The company has strong fundamentals, which have helped in keeping the faith. Reports even suggest that Amarin thought it was better placed for the acquisition, only to see an untried Omthera Pharmaceuticals Inc (NASDAQ:OMTH) beat it purely on valuation basis. Nonetheless, I believe that Amarin still holds the advantage over the new merger of Omthera and AstraZeneca plc (ADR) (NYSE:AZN), as the acquisition was a consequence of desperation. AstraZeneca was desperate to get in the act, as it looks to benefit in the rapidly growing fish oils market. Had it chosen to acquire Amarin, it would have burned close to $1 billion in cash. However, consider the case of Facebook: many would have offered to buy shares of the social network a couple of months after listing, but not six months later.

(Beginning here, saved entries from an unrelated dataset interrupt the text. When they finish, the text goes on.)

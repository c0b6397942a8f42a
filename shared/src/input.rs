use crate::controller::Command;
use crate::grid::Grid;

/// Translates raw pointer and slider readings into controller commands.
#[derive(Debug, Clone, Copy, PartialEq)]
pub struct PointerInput {
    cell_size: f32,
    rows: usize,
    cols: usize,
}

impl PointerInput {
    pub fn new(cell_size: f32, rows: usize, cols: usize) -> Self {
        Self {
            cell_size,
            rows,
            cols,
        }
    }

    pub fn for_grid(cell_size: f32, grid: &Grid) -> Self {
        Self::new(cell_size, grid.rows(), grid.cols())
    }

    pub fn cell_size(&self) -> f32 {
        self.cell_size
    }

    /// Map a point relative to the grid's top-left corner onto `(row, col)`.
    pub fn cell_at(&self, x: f32, y: f32) -> Option<(usize, usize)> {
        if !(self.cell_size > 0.0) || !(x >= 0.0) || !(y >= 0.0) {
            return None;
        }
        let row = (y / self.cell_size).floor() as usize;
        let col = (x / self.cell_size).floor() as usize;
        (row < self.rows && col < self.cols).then_some((row, col))
    }

    pub fn click(&self, x: f32, y: f32) -> Option<Command> {
        self.cell_at(x, y)
            .map(|(row, col)| Command::ToggleCell { row, col })
    }

    /// Turn a rate slider reading into a positive interval.
    pub fn tick_from_slider(value: f64) -> u64 {
        if value.is_nan() {
            return 1;
        }
        value.round().max(1.0) as u64
    }

    pub fn rate_change(value: f64) -> Command {
        Command::SetTickInterval(Self::tick_from_slider(value))
    }
}
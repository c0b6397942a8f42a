use std::time::{Duration, Instant};

/// Identifies one armed timer. A restart always yields a new id.
#[derive(Debug, Clone, Copy, PartialEq, Eq, Hash)]
pub struct TimerId(u64);

#[derive(Debug, Clone, Copy)]
struct ActiveTimer {
    id: TimerId,
    interval: Duration,
    next_due: Instant,
}

/// A single repeating timer, polled by the owner's event loop.
///
/// At most one timer is active: `start` drops the previous one before arming
/// a new one, and nothing fires once `cancel` has run.
#[derive(Debug, Default)]
pub struct Scheduler {
    active: Option<ActiveTimer>,
    next_id: u64,
}

impl Scheduler {
    pub fn new() -> Self {
        Self::default()
    }

    /// Cancel any running timer and arm a new one whose first tick is due at `now + interval`.
    pub fn start(&mut self, interval: Duration, now: Instant) -> TimerId {
        if let Some(previous) = self.cancel() {
            log::trace!("timer {:?} replaced", previous);
        }
        let id = TimerId(self.next_id);
        self.next_id += 1;
        self.active = Some(ActiveTimer {
            id,
            interval,
            next_due: now + interval,
        });
        id
    }

    pub fn cancel(&mut self) -> Option<TimerId> {
        self.active.take().map(|timer| timer.id)
    }

    pub fn is_active(&self) -> bool {
        self.active.is_some()
    }

    pub fn active_id(&self) -> Option<TimerId> {
        self.active.map(|timer| timer.id)
    }

    pub fn interval(&self) -> Option<Duration> {
        self.active.map(|timer| timer.interval)
    }

    /// When the next tick is due, if a timer is armed.
    pub fn next_due(&self) -> Option<Instant> {
        self.active.map(|timer| timer.next_due)
    }

    /// Report whether a tick is due at `now`. At most one tick per call.
    ///
    /// Ticks missed by more than a whole interval are dropped and the
    /// schedule is re-anchored on `now`.
    pub fn poll(&mut self, now: Instant) -> bool {
        let Some(timer) = self.active.as_mut() else {
            return false;
        };
        if now < timer.next_due {
            return false;
        }

        timer.next_due += timer.interval;
        if timer.next_due <= now {
            timer.next_due = now + timer.interval;
        }
        true
    }
}
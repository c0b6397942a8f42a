use thiserror::Error;

/// Precondition violations reported by the core.
#[derive(Debug, Clone, PartialEq, Error)]
pub enum LifeError {
    #[error("grid dimensions must be positive, got {rows}x{cols}")]
    InvalidDimension { rows: usize, cols: usize },
    #[error("cell ({row}, {col}) is outside the {rows}x{cols} grid")]
    OutOfBounds {
        row: usize,
        col: usize,
        rows: usize,
        cols: usize,
    },
    #[error("tick interval must be positive, got {0} ms")]
    InvalidInterval(u64),
    #[error("live probability must be within [0, 1], got {0}")]
    InvalidProbability(f64),
}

Probable immediate benefits

There are no current tangible benefits, aside from the launch of Omthera Pharmaceuticals Inc (NASDAQ:OMTH)’s Epanova, a drug that has successfully completed two Phase III tests, registering success in lowering test subjects’ high triglycerides and, in combination with a statin, HDL cholesterol levels. AstraZeneca CEO, Pascal Soriot, said,

“The number of people with elevated triglyceride levels is rising rapidly across the world, due in part to the increasing prevalence of obesity and diabetes.” Soriot added “This is an exciting acquisition that clearly complements our existing portfolio in cardiovascular and metabolic disease, one of our core therapy areas.”

AstraZeneca’s competitors are doing well, but still lag behind

AstraZeneca plc (ADR) (NYSE:AZN) faces competition from Pfizer Inc. (NYSE:PFE), Merck & Co., Inc. (NYSE:MRK) and GlaxoSmithKline plc (ADR) (NYSE:GSK). It is the smallest among the quartet with a market cap of $65.44 billion, as compared to Pfizer Inc. (NYSE:PFE)’s $201.02 billion, the largest, which is followed by Merck & Co., Inc. (NYSE:MRK) at $141.59 billion and GlaxoSmithKline with $126.16 billion worth of market cap, as of the time of this writing.